fn tls_connector(name: &str, tls: &TlsConfig) -> Result<TlsConnector, PluginError> {
    let tls_error = |reason: String| PluginError::Tls {
        name: name.into(),
        reason,
    };

    let mut roots = RootCertStore::empty();
    match tls.ca_file.as_deref() {
        Some(ca_file) => {
            let certs = CertificateDer::pem_file_iter(ca_file)
                .map_err(|e| tls_error(format!("failed to read ca_file: {e}")))?;
            for cert in certs {
                let cert = cert.map_err(|e| tls_error(format!("invalid CA certificate: {e}")))?;
                roots
                    .add(cert)
                    .map_err(|e| tls_error(format!("rejected CA certificate: {e}")))?;
            }
        }
        None => roots.extend(webpki_roots::TLS_SERVER_ROOTS.iter().cloned()),
    }

    let builder = ClientConfig::builder_with_provider(Arc::new(
        rustls::crypto::ring::default_provider(),
    ))
    .with_safe_default_protocol_versions()
    .map_err(|e| tls_error(e.to_string()))?
    .with_root_certificates(roots);

    let config = match (tls.cert_file.as_deref(), tls.key_file.as_deref()) {
        (Some(cert_file), Some(key_file)) => {
            let certs = CertificateDer::pem_file_iter(cert_file)
                .map_err(|e| tls_error(format!("failed to read cert_file: {e}")))?
                .collect::<Result<Vec<_>, _>>()
                .map_err(|e| tls_error(format!("invalid client certificate: {e}")))?;
            let key = PrivateKeyDer::from_pem_file(key_file)
                .map_err(|e| tls_error(format!("invalid client key: {e}")))?;
            builder
                .with_client_auth_cert(certs, key)
                .map_err(|e| tls_error(e.to_string()))?
        }
        _ => builder.with_no_client_auth(),
    };

    Ok(TlsConnector::from(Arc::new(config)))
}

async fn dial(
    name: &str,
    address: &str,
    security: TransportSecurity,
    tls: &TlsConfig,
) -> Result<PluginServiceClient, PluginError> {
    let transport_error = |reason: String| PluginError::Transport {
        name: name.into(),
        reason,
    };

    let stream = TcpStream::connect(address)
        .await
        .map_err(|e| transport_error(format!("failed to connect to {address}: {e}")))?;
    stream.set_nodelay(true).ok();

    match security {
        TransportSecurity::Plaintext => Ok(client_over(stream)),
        TransportSecurity::Tls => {
            let connector = tls_connector(name, tls)?;
            let host = tls
                .server_name
                .clone()
                .unwrap_or_else(|| host_of(address).to_string());
            let server_name = ServerName::try_from(host.clone()).map_err(|e| PluginError::Tls {
                name: name.into(),
                reason: format!("invalid server name '{host}': {e}"),
            })?;
            let stream = connector
                .connect(server_name, stream)
                .await
                .map_err(|e| transport_error(format!("TLS handshake with {address} failed: {e}")))?;
            Ok(client_over(stream))
        }
    }
}

pub struct RpcLoader {
    pool: RwLock<HashMap<String, PluginServiceClient>>,
    closed: AtomicBool,
    default_timeout: Duration,
}

impl RpcLoader {
    pub fn new(default_timeout: Duration) -> Self {
        Self {
            pool: RwLock::new(HashMap::new()),
            closed: AtomicBool::new(false),
            default_timeout,
        }
    }

    /// Number of pooled connections.
    pub async fn pool_size(&self) -> usize {
        self.pool.read().await.len()
    }

    async fn client_for(
        &self,
        cx: &CallContext,
        name: &str,
        address: &str,
        security: TransportSecurity,
        tls: &TlsConfig,
    ) -> Result<PluginServiceClient, PluginError> {
        if let Some(client) = self.pool.read().await.get(address) {
            return Ok(client.clone());
        }

        let mut pool = self.pool.write().await;
        if self.closed.load(Ordering::Acquire) {
            return Err(PluginError::LoaderClosed);
        }
        if let Some(client) = pool.get(address) {
            return Ok(client.clone());
        }

        let client = cx
            .run(dial(name, address, security, tls))
            .await
            .map_err(|e| PluginError::from_call(name, e))??;
        debug!(plugin = %name, address = %address, ?security, "RPC connection established");
        pool.insert(address.to_string(), client.clone());
        Ok(client)
    }
}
● ● ●
● **Instructions for the task**:
Go through the material and copy every line in which the word "invalid" occurs.

● **Answer below**:
                let cert = cert.map_err(|e| tls_error(format!("invalid CA certificate: {e}")))?;
                .map_err(|e| tls_error(format!("invalid client certificate: {e}")))?;
                .map_err(|e| tls_error(format!("invalid client key: {e}")))?;
                reason: format!("invalid server name '{host}': {e}"),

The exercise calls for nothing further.